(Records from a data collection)
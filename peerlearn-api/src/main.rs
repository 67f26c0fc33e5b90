//! # PeerLearn API Server
//!
//! HTTP API for the PeerLearn peer-tutoring platform: accounts and roles,
//! subjects paid with points, live sessions, quizzes, chat, notifications
//! and the teacher wallet.
//!
//! ## Usage
//!
//! ```bash
//! DATABASE_URL=postgresql://localhost/peerlearn \
//! JWT_SECRET=$(openssl rand -hex 32) \
//! cargo run -p peerlearn-api
//! ```

use anyhow::Context;
use peerlearn_api::{
    app::{build_router, AppState},
    config::{Config, LogFormat},
};
use peerlearn_shared::db::{
    migrations::run_migrations,
    pool::{create_pool, DatabaseConfig},
};
use tracing_subscriber::{layer::SubscriberExt, util::SubscriberInitExt, EnvFilter};

#[tokio::main]
async fn main() -> anyhow::Result<()> {
    let config = Config::from_env()?;

    init_tracing(config.log_format);

    tracing::info!(
        "PeerLearn API Server v{} starting...",
        env!("CARGO_PKG_VERSION")
    );

    let pool = create_pool(DatabaseConfig {
        url: config.database.url.clone(),
        max_connections: config.database.max_connections,
        ..Default::default()
    })
    .await
    .context("failed to connect to the database")?;

    if config.database.run_migrations {
        run_migrations(&pool)
            .await
            .context("failed to run database migrations")?;
    }

    tokio::fs::create_dir_all(&config.storage.root)
        .await
        .with_context(|| format!("failed to create {}", config.storage.root.display()))?;

    let bind_address = config.bind_address();
    let state = AppState::new(pool.clone(), config);
    let app = build_router(state);

    let listener = tokio::net::TcpListener::bind(&bind_address)
        .await
        .with_context(|| format!("failed to bind {}", bind_address))?;

    tracing::info!("Server listening on http://{}", bind_address);

    axum::serve(listener, app)
        .with_graceful_shutdown(shutdown_signal())
        .await?;

    pool.close().await;
    tracing::info!("Server stopped");

    Ok(())
}

fn init_tracing(format: LogFormat) {
    let filter = EnvFilter::try_from_default_env()
        .unwrap_or_else(|_| "peerlearn_api=debug,peerlearn_shared=debug,tower_http=debug".into());

    let registry = tracing_subscriber::registry().with(filter);
    match format {
        LogFormat::Json => registry.with(tracing_subscriber::fmt::layer().json()).init(),
        LogFormat::Pretty => registry.with(tracing_subscriber::fmt::layer()).init(),
    }
}

async fn shutdown_signal() {
    let ctrl_c = async {
        if let Err(e) = tokio::signal::ctrl_c().await {
            tracing::error!("Failed to listen for Ctrl-C: {}", e);
            std::future::pending::<()>().await;
        }
    };

    #[cfg(unix)]
    let terminate = async {
        match tokio::signal::unix::signal(tokio::signal::unix::SignalKind::terminate()) {
            Ok(mut signal) => {
                signal.recv().await;
            }
            Err(e) => {
                tracing::error!("Failed to listen for SIGTERM: {}", e);
                std::future::pending::<()>().await;
            }
        }
    };

    #[cfg(not(unix))]
    let terminate = std::future::pending::<()>();

    tokio::select! {
        _ = ctrl_c => {},
        _ = terminate => {},
    }

    tracing::info!("Shutdown signal received, draining connections...");
}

- [Task objective] Only lines with the word "match" are wanted, so copy each one from the records.

- [Task response]
    match format {
        match tokio::signal::unix::signal(tokio::signal::unix::SignalKind::terminate()) {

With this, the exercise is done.